**What the task requires**
Look at each line of the listing. Copy those that hold the string "struct".

★ ★ ★ ★

//! Direct dialogue generation against an OpenAI-compatible chat API.
//!
//! Each council member gets its own system prompt and sees the user's
//! challenge plus everything said before it.

use std::sync::LazyLock;
use std::time::Duration;

use async_openai::Client;
use async_openai::config::OpenAIConfig;
use async_openai::types::chat::{
    ChatCompletionRequestMessage, ChatCompletionRequestSystemMessage,
    ChatCompletionRequestUserMessage, CreateChatCompletionRequestArgs,
};
use async_trait::async_trait;
use regex::Regex;
use tracing::{debug, warn};

use crate::config::{Config, PromptsConfig};
use crate::council::Council;
use crate::error::CouncilError;
use crate::persona::{PersonaId, Turn};
use crate::speech::DialogueSource;

const MAX_EMPTY_RETRIES: u32 = 3;

/// Where and how to reach the chat API.
#[derive(Debug, Clone)]
pub struct LlmSettings {
    pub api_base: String,
    pub api_key: String,
    pub model: String,
    pub max_tokens: u32,
    pub max_retries: u32,
    pub timeout: Duration,
    pub connect_timeout: Duration,
}

impl LlmSettings {
    pub fn new(api_base: impl Into<String>, api_key: impl Into<String>, config: &Config) -> Self {
        Self {
            api_base: api_base.into(),
            api_key: api_key.into(),
            model: config.llm.model.clone(),
            max_tokens: config.llm.max_tokens,
            max_retries: config.backend.max_retries.max(1),
            timeout: Duration::from_secs(config.backend.timeout_secs),
            connect_timeout: Duration::from_secs(config.backend.connect_timeout_secs),
        }
    }
}

/// Generates council turns one persona at a time.
pub struct LlmDialogueSource {
    client: Client<OpenAIConfig>,
    settings: LlmSettings,
    members: Vec<PersonaId>,
    prompts: PromptsConfig,
}

impl LlmDialogueSource {
    pub fn new(
        settings: LlmSettings,
        council: &dyn Council,
        prompts: PromptsConfig,
    ) -> Result<Self, CouncilError> {
        let members = council.members().to_vec();
        if members.is_empty() {
            return Err(CouncilError::ConfigError(format!(
                "Council '{}' has no members",
                council.name()
            )));
        }

        let http_client = reqwest::Client::builder()
            .timeout(settings.timeout)
            .connect_timeout(settings.connect_timeout)
            .build()
            .map_err(|e| {
                CouncilError::ConfigError(format!("Failed to create HTTP client: {}", e))
            })?;

        let config = OpenAIConfig::new()
            .with_api_key(&settings.api_key)
            .with_api_base(&settings.api_base);

        Ok(Self {
            client: Client::with_config(config).with_http_client(http_client),
            settings,
            members,
            prompts,
        })
    }

    /// Condense a finished conversation into a three-line reset card.
    pub async fn reset_card(&self, turns: &[Turn]) -> Result<String, CouncilError> {
        if turns.is_empty() {
            return Err(CouncilError::GenerationRequest(
                "Nothing to summarize".to_string(),
            ));
        }
        let messages = vec![
            system_message(&self.prompts.summary_prompt),
            user_message(format_transcript(turns)),
        ];
        let raw = self.complete_non_empty("reset card", messages).await?;
        Ok(clean_card(&raw))
    }

    async fn complete_non_empty(
        &self,
        who: &str,
        messages: Vec<ChatCompletionRequestMessage>,
    ) -> Result<String, CouncilError> {
        for attempt in 0..MAX_EMPTY_RETRIES {
            let response = self.get_completion(messages.clone()).await?;
            if !sanitize_response(&response).is_empty() {
                return Ok(response);
            }
            if attempt < MAX_EMPTY_RETRIES - 1 {
                warn!(who, attempt = attempt + 1, "empty response, retrying");
                tokio::time::sleep(Duration::from_secs(2)).await;
            }
        }

        Err(CouncilError::GenerationRequest(format!(
            "{} returned an empty response after {} attempts",
            who, MAX_EMPTY_RETRIES
        )))
    }

    /// One chat completion, retried with exponential backoff.
    async fn get_completion(
        &self,
        messages: Vec<ChatCompletionRequestMessage>,
    ) -> Result<String, CouncilError> {
        let request = CreateChatCompletionRequestArgs::default()
            .model(&self.settings.model)
            .max_completion_tokens(self.settings.max_tokens)
            .messages(messages)
            .build()?;

        let mut last_error = None;
        for attempt in 0..self.settings.max_retries {
            if attempt > 0 {
                tokio::time::sleep(backoff(attempt)).await;
            }

            match self.client.chat().create(request.clone()).await {
                Ok(response) => {
                    return Ok(response
                        .choices
                        .first()
                        .and_then(|c| c.message.content.clone())
                        .unwrap_or_default());
                }
                Err(e) => {
                    debug!(attempt, error = %e, "chat completion failed");
                    last_error = Some(e);
                }
            }
        }

        Err(last_error.map(CouncilError::from).unwrap_or_else(|| {
            CouncilError::GenerationRequest("Unknown API error after retries".to_string())
        }))
    }
}

#[async_trait]
impl DialogueSource for LlmDialogueSource {
    async fn generate(&self, text: &str, turns: usize) -> Result<Vec<Turn>, CouncilError> {
        let mut dialogue: Vec<Turn> = Vec::with_capacity(turns);

        for index in 0..turns {
            let speaker = speaker_for(&self.members, index);
            let mut messages = vec![system_message(&self.prompts.persona_prompt(speaker))];
            messages.extend(context_lines(text, &dialogue).into_iter().map(user_message));

            let response = self.complete_non_empty(speaker.label(), messages).await?;
            let line = sanitize_response(&response);
            debug!(%speaker, chars = line.len(), "council line generated");
            dialogue.push(Turn::new(speaker, line));
        }

        Ok(dialogue)
    }
}

/// Exponential backoff: 1s, 2s, 4s.
pub(crate) fn backoff(attempt: u32) -> Duration {
    Duration::from_secs(1 << attempt.saturating_sub(1).min(6))
}

fn speaker_for(members: &[PersonaId], index: usize) -> PersonaId {
    members[index % members.len()]
}

/// The user's challenge, then every earlier line attributed to its speaker.
fn context_lines(text: &str, previous: &[Turn]) -> Vec<String> {
    std::iter::once(format!("My challenge: {}", text.trim()))
        .chain(
            previous
                .iter()
                .map(|turn| format!("[{} said]: {}", turn.speaker.label(), turn.text)),
        )
        .collect()
}

fn format_transcript(turns: &[Turn]) -> String {
    turns
        .iter()
        .map(|turn| format!("{}: {}", turn.speaker.label(), turn.text))
        .collect::<Vec<_>>()
        .join("\n")
}

fn system_message(content: &str) -> ChatCompletionRequestMessage {
    ChatCompletionRequestMessage::System(ChatCompletionRequestSystemMessage {
        content: content.to_string().into(),
        name: None,
    })
}

fn user_message(content: String) -> ChatCompletionRequestMessage {
    ChatCompletionRequestMessage::User(ChatCompletionRequestUserMessage {
        content: content.into(),
        name: None,
    })
}

const REASONING_TAGS: [&str; 15] = [
    "thinking",
    "think",
    "reflection",
    "reflect",
    "internal",
    "reasoning",
    "thought",
    "scratch",
    "scratchpad",
    "plan",
    "analysis",
    "analyze",
    "consider",
    "pondering",
    "deliberation",
];

static REASONING_BLOCKS: LazyLock<Vec<Regex>> = LazyLock::new(|| {
    REASONING_TAGS
        .iter()
        .filter_map(|tag| Regex::new(&format!(r"(?is)<{tag}[^>]*>.*?</{tag}>", tag = tag)).ok())
        .collect()
});

static ORPHAN_TAGS: LazyLock<Option<Regex>> = LazyLock::new(|| Regex::new(r"</?\w+[^>]*>").ok());

static WHITESPACE: LazyLock<Option<Regex>> = LazyLock::new(|| Regex::new(r"\s+").ok());

fn strip_markup(response: &str) -> String {
    let mut result = response.to_string();
    for block in REASONING_BLOCKS.iter() {
        result = block.replace_all(&result, "").into_owned();
    }
    if let Some(orphans) = ORPHAN_TAGS.as_ref() {
        result = orphans.replace_all(&result, "").into_owned();
    }
    result.replace('*', "")
}

/// Strip reasoning blocks, stray tags and emphasis; collapse whitespace.
pub fn sanitize_response(response: &str) -> String {
    let result = strip_markup(response);
    match WHITESPACE.as_ref() {
        Some(ws) => ws.replace_all(&result, " ").trim().to_string(),
        None => result.trim().to_string(),
    }
}

/// Like [`sanitize_response`] but keeps one card line per line.
fn clean_card(response: &str) -> String {
    strip_markup(response)
        .lines()
        .map(|line| line.trim().trim_start_matches(['-', '•']).trim())
        .filter(|line| !line.is_empty())
        .collect::<Vec<_>>()
        .join("\n")
}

★ ★ ★ ★

**Result below**
pub struct LlmSettings {
pub struct LlmDialogueSource {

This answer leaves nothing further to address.